───── Supplied records ─────
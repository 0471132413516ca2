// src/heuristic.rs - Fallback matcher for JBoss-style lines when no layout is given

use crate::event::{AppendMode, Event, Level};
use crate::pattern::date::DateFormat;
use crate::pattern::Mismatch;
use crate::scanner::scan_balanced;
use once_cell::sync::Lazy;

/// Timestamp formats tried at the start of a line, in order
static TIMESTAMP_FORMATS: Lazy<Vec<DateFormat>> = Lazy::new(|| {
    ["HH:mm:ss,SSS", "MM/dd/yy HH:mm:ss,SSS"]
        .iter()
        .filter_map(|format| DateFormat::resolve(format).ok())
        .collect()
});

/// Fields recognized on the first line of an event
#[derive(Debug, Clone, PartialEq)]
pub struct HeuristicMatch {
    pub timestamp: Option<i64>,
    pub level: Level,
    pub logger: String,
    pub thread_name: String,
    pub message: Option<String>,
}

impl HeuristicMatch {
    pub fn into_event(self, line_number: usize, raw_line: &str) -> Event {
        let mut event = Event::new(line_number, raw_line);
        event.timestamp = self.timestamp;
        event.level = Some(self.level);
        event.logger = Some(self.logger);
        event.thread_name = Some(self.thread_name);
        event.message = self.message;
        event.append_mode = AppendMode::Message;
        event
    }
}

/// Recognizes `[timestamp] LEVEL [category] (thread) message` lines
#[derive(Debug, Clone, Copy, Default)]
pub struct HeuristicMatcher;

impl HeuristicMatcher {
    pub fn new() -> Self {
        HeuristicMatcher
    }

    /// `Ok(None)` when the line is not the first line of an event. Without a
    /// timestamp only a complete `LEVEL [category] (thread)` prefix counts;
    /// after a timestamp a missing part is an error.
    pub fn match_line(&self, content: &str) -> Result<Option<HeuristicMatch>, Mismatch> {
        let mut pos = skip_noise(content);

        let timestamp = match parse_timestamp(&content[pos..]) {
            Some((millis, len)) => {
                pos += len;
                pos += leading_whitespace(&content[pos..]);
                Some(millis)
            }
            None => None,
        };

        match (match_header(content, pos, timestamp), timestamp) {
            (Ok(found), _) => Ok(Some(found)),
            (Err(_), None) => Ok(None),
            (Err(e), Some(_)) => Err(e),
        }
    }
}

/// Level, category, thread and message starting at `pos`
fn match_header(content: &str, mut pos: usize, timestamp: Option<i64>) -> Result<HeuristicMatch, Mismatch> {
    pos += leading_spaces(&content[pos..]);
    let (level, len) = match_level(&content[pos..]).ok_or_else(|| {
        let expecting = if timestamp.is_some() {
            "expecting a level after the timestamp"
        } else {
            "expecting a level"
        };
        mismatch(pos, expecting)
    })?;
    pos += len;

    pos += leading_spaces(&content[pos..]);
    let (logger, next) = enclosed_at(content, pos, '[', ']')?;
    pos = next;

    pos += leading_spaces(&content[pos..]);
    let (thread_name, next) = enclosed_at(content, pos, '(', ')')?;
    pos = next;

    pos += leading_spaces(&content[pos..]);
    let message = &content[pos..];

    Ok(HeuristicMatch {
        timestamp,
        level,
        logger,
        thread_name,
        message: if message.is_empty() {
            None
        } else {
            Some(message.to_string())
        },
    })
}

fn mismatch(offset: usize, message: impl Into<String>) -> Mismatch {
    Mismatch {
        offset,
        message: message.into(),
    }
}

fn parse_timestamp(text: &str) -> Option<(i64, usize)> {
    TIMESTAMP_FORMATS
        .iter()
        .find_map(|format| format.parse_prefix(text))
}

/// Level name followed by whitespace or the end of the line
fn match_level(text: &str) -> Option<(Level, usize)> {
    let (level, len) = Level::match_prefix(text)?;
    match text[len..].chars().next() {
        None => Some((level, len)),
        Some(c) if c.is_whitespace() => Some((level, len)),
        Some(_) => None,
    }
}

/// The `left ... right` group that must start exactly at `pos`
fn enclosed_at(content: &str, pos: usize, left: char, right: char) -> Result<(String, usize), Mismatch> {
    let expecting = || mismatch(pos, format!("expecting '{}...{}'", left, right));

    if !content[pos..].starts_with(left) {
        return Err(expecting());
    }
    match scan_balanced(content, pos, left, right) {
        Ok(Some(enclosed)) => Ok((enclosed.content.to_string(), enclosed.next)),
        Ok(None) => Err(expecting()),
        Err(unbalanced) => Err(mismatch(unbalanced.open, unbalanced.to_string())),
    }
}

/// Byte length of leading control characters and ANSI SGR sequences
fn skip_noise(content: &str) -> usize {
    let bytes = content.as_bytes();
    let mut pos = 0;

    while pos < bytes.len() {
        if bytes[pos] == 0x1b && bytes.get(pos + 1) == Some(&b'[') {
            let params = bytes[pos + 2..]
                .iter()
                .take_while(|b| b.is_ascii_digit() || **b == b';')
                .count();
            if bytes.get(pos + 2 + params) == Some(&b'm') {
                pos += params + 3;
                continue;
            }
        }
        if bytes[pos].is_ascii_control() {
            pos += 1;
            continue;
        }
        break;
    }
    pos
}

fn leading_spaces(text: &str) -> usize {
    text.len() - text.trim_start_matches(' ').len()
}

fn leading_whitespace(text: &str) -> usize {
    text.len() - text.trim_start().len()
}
─────
───── Supplied records ─────
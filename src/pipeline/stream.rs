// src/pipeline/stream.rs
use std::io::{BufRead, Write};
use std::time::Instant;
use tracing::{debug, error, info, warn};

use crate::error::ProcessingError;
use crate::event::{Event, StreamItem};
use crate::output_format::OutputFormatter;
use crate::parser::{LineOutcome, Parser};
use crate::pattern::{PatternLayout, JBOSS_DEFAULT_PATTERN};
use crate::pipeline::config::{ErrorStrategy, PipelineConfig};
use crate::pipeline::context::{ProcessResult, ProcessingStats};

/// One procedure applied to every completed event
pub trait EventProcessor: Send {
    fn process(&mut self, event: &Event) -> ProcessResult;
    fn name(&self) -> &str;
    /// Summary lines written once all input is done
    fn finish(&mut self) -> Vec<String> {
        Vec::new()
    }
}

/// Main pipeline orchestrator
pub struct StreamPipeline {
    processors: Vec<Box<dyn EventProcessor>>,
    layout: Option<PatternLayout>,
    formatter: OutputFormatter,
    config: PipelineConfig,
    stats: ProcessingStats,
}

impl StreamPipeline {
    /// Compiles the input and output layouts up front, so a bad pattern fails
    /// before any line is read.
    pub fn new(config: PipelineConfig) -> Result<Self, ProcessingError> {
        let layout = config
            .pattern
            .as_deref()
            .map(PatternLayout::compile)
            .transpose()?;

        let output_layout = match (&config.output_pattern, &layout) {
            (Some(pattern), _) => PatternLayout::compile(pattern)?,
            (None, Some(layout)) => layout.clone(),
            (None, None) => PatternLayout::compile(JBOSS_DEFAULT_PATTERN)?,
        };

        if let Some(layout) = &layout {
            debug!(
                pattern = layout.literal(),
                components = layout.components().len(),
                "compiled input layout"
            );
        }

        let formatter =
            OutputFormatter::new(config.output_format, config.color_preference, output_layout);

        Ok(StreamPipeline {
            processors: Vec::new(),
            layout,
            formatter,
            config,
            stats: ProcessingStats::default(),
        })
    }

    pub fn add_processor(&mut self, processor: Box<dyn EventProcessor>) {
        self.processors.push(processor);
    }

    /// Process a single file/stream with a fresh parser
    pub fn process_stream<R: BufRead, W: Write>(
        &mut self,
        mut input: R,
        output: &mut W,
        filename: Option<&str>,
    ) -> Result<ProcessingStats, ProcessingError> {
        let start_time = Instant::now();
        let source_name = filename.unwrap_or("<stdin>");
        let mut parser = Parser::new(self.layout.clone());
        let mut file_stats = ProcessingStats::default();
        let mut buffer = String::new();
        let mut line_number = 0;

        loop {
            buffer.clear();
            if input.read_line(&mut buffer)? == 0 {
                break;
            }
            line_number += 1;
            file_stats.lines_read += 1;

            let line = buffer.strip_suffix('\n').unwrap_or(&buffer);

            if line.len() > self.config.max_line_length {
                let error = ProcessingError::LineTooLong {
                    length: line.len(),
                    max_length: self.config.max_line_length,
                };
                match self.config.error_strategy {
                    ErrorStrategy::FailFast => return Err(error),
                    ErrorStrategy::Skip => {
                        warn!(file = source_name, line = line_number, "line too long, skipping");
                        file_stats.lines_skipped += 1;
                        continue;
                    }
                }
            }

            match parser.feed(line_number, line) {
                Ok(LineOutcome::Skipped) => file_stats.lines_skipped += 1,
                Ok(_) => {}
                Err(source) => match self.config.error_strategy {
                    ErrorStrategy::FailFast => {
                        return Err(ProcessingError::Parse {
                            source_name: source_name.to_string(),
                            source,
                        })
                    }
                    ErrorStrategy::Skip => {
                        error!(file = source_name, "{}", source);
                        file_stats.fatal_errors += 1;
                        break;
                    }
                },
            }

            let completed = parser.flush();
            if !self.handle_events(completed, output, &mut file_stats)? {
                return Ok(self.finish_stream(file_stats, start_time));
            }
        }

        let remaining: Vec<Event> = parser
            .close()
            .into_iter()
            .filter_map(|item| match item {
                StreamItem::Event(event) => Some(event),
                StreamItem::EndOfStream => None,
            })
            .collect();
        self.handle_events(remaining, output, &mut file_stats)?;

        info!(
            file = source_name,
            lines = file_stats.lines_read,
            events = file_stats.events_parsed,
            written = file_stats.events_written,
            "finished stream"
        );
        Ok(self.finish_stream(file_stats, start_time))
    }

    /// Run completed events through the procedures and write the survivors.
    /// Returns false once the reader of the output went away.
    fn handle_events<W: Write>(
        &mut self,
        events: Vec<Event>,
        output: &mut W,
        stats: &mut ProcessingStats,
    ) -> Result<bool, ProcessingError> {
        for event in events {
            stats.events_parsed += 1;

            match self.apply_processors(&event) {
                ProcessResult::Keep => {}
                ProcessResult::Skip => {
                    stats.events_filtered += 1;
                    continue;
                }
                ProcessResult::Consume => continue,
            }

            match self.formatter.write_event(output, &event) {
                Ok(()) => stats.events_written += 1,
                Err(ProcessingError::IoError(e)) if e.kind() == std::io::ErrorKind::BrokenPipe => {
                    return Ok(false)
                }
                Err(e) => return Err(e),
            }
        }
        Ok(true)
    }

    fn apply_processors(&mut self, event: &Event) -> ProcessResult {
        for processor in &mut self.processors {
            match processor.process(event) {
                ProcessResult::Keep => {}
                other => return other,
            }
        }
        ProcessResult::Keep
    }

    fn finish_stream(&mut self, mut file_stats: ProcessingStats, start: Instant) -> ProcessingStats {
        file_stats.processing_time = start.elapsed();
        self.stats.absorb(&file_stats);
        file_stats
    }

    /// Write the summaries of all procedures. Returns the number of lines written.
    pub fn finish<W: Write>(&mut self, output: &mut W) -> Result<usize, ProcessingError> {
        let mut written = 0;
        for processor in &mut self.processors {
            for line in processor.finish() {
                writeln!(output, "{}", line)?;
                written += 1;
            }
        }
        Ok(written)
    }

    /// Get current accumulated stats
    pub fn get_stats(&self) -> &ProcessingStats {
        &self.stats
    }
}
─────
───── Supplied records ─────
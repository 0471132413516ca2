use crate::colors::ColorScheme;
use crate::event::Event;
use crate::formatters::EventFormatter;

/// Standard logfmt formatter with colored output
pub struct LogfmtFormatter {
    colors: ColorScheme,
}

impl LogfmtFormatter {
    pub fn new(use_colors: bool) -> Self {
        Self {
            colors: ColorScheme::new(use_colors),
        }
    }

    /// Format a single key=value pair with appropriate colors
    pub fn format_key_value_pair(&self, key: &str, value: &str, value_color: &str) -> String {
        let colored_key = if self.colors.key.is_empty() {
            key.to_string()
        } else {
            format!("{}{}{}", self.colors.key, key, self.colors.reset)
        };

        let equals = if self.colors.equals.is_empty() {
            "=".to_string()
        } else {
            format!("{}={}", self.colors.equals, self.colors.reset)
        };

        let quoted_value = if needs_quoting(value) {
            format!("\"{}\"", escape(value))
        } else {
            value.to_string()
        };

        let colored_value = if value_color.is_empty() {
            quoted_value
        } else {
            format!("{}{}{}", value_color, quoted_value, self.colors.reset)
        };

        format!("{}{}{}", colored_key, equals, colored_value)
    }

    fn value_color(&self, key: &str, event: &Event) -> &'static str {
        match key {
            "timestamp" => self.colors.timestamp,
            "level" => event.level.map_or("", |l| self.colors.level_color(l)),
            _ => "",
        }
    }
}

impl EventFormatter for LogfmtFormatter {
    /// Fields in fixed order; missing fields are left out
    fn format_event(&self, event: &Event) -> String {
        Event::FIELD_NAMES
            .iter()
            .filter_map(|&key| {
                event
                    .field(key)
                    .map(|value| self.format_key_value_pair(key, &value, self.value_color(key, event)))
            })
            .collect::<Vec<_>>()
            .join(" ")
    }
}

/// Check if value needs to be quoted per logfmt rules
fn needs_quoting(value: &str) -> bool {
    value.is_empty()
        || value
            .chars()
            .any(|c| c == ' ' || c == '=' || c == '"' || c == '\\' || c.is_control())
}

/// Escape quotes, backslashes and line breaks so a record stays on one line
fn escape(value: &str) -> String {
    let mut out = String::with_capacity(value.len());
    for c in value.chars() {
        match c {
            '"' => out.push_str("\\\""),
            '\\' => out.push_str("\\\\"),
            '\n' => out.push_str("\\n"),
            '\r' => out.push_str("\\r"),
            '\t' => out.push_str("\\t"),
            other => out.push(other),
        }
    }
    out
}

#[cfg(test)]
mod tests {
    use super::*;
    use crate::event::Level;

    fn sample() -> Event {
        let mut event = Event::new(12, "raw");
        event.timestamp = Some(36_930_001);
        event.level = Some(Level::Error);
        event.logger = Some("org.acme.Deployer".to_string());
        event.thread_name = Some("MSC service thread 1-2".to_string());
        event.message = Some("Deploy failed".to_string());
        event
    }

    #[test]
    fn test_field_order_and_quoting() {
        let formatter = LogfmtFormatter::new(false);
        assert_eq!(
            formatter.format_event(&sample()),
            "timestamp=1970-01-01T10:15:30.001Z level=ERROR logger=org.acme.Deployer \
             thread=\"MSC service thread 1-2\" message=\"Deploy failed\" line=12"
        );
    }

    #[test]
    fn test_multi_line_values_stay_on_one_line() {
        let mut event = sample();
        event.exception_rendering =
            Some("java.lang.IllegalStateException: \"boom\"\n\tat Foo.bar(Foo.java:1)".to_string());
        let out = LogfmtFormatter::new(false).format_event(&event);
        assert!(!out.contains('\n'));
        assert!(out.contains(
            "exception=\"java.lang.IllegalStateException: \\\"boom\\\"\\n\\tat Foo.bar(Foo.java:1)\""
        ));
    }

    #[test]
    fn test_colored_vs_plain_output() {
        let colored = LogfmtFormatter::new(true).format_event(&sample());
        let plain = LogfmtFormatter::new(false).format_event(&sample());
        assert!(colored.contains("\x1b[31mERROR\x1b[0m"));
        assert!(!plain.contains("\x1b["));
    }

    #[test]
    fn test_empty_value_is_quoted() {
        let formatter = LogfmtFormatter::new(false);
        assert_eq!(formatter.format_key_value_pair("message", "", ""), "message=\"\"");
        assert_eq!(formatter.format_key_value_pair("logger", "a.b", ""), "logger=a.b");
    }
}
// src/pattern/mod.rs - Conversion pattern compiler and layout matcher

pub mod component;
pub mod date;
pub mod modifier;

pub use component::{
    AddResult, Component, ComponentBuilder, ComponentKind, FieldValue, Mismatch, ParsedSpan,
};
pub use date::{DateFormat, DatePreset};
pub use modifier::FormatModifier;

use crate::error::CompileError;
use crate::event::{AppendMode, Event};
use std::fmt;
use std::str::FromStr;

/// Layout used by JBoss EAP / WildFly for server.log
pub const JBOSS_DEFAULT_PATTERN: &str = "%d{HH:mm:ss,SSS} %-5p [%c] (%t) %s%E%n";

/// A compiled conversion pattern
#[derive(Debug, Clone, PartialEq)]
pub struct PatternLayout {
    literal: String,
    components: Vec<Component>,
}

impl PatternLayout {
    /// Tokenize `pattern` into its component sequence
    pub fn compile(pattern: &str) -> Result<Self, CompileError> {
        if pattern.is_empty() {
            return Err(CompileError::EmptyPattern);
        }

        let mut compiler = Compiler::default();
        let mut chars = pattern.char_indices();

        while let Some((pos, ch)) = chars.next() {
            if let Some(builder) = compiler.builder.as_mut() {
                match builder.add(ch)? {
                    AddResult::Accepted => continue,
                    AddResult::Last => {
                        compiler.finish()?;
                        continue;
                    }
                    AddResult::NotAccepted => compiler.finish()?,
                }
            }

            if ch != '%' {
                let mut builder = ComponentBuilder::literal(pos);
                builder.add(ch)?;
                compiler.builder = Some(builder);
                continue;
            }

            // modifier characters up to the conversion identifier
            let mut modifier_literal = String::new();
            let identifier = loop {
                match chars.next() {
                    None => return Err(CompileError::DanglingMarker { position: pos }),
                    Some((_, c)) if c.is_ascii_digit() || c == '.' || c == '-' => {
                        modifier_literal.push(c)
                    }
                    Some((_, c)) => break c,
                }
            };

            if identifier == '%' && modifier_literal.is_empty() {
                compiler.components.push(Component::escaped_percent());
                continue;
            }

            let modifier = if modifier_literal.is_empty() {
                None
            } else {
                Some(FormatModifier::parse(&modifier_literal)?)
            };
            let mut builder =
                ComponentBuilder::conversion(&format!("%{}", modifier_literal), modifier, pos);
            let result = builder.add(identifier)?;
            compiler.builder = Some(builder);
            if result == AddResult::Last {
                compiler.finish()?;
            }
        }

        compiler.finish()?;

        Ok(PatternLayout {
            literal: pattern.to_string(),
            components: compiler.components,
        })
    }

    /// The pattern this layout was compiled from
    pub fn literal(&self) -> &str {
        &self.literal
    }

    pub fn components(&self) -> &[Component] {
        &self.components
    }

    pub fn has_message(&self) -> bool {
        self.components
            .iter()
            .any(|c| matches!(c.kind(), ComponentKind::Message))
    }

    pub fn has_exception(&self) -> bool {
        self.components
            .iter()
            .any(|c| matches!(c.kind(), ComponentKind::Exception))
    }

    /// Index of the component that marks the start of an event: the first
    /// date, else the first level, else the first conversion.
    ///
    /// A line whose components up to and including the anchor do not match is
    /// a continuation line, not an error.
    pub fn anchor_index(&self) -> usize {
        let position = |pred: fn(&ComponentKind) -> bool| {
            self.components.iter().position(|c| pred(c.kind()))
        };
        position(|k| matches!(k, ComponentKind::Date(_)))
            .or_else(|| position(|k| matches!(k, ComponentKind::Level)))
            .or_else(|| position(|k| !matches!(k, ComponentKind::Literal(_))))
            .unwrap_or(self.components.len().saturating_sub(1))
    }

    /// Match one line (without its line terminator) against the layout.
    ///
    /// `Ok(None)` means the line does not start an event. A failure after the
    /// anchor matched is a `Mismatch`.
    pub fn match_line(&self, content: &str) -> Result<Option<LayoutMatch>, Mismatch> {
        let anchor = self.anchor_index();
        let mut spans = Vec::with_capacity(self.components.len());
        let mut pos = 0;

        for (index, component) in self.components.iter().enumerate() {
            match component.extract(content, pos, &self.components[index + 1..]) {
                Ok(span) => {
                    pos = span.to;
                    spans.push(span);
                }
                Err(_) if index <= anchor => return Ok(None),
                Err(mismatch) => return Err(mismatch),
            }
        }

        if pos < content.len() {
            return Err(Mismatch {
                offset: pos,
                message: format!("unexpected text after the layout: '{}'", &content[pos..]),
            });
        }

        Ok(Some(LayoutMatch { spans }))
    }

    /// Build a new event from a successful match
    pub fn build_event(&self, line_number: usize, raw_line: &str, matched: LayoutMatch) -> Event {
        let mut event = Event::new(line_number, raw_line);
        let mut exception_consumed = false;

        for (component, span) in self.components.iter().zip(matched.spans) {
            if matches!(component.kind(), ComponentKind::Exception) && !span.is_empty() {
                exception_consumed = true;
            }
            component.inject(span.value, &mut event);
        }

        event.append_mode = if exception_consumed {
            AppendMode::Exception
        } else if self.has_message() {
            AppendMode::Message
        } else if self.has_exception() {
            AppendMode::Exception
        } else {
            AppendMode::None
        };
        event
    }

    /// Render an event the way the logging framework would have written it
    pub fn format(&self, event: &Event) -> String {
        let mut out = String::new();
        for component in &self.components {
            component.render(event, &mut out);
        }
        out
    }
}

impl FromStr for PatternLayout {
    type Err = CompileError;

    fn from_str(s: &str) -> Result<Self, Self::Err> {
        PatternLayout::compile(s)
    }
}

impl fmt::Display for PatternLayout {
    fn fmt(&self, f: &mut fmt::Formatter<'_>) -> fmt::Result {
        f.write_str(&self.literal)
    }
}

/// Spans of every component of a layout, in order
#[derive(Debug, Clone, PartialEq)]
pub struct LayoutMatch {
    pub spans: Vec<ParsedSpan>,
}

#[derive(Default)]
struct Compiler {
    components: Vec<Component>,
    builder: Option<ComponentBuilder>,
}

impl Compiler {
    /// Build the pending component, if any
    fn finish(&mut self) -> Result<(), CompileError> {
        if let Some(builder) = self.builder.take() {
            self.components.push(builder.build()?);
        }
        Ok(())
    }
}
─────
Task directions: Using the listing above, copy exactly the line that contains "if matches!(component.kind(), ComponentKind::Exception)", the line that contains "fn finish(&mut self) -> Result<(), CompileError>", and each line that falls between them.

Expected output:
            if matches!(component.kind(), ComponentKind::Exception) && !span.is_empty() {
                exception_consumed = true;
            }
            component.inject(span.value, &mut event);
        }

        event.append_mode = if exception_consumed {
            AppendMode::Exception
        } else if self.has_message() {
            AppendMode::Message
        } else if self.has_exception() {
            AppendMode::Exception
        } else {
            AppendMode::None
        };
        event
    }

    /// Render an event the way the logging framework would have written it
    pub fn format(&self, event: &Event) -> String {
        let mut out = String::new();
        for component in &self.components {
            component.render(event, &mut out);
        }
        out
    }
}

impl FromStr for PatternLayout {
    type Err = CompileError;

    fn from_str(s: &str) -> Result<Self, Self::Err> {
        PatternLayout::compile(s)
    }
}

impl fmt::Display for PatternLayout {
    fn fmt(&self, f: &mut fmt::Formatter<'_>) -> fmt::Result {
        f.write_str(&self.literal)
    }
}

/// Spans of every component of a layout, in order
#[derive(Debug, Clone, PartialEq)]
pub struct LayoutMatch {
    pub spans: Vec<ParsedSpan>,
}

#[derive(Default)]
struct Compiler {
    components: Vec<Component>,
    builder: Option<ComponentBuilder>,
}

impl Compiler {
    /// Build the pending component, if any
    fn finish(&mut self) -> Result<(), CompileError> {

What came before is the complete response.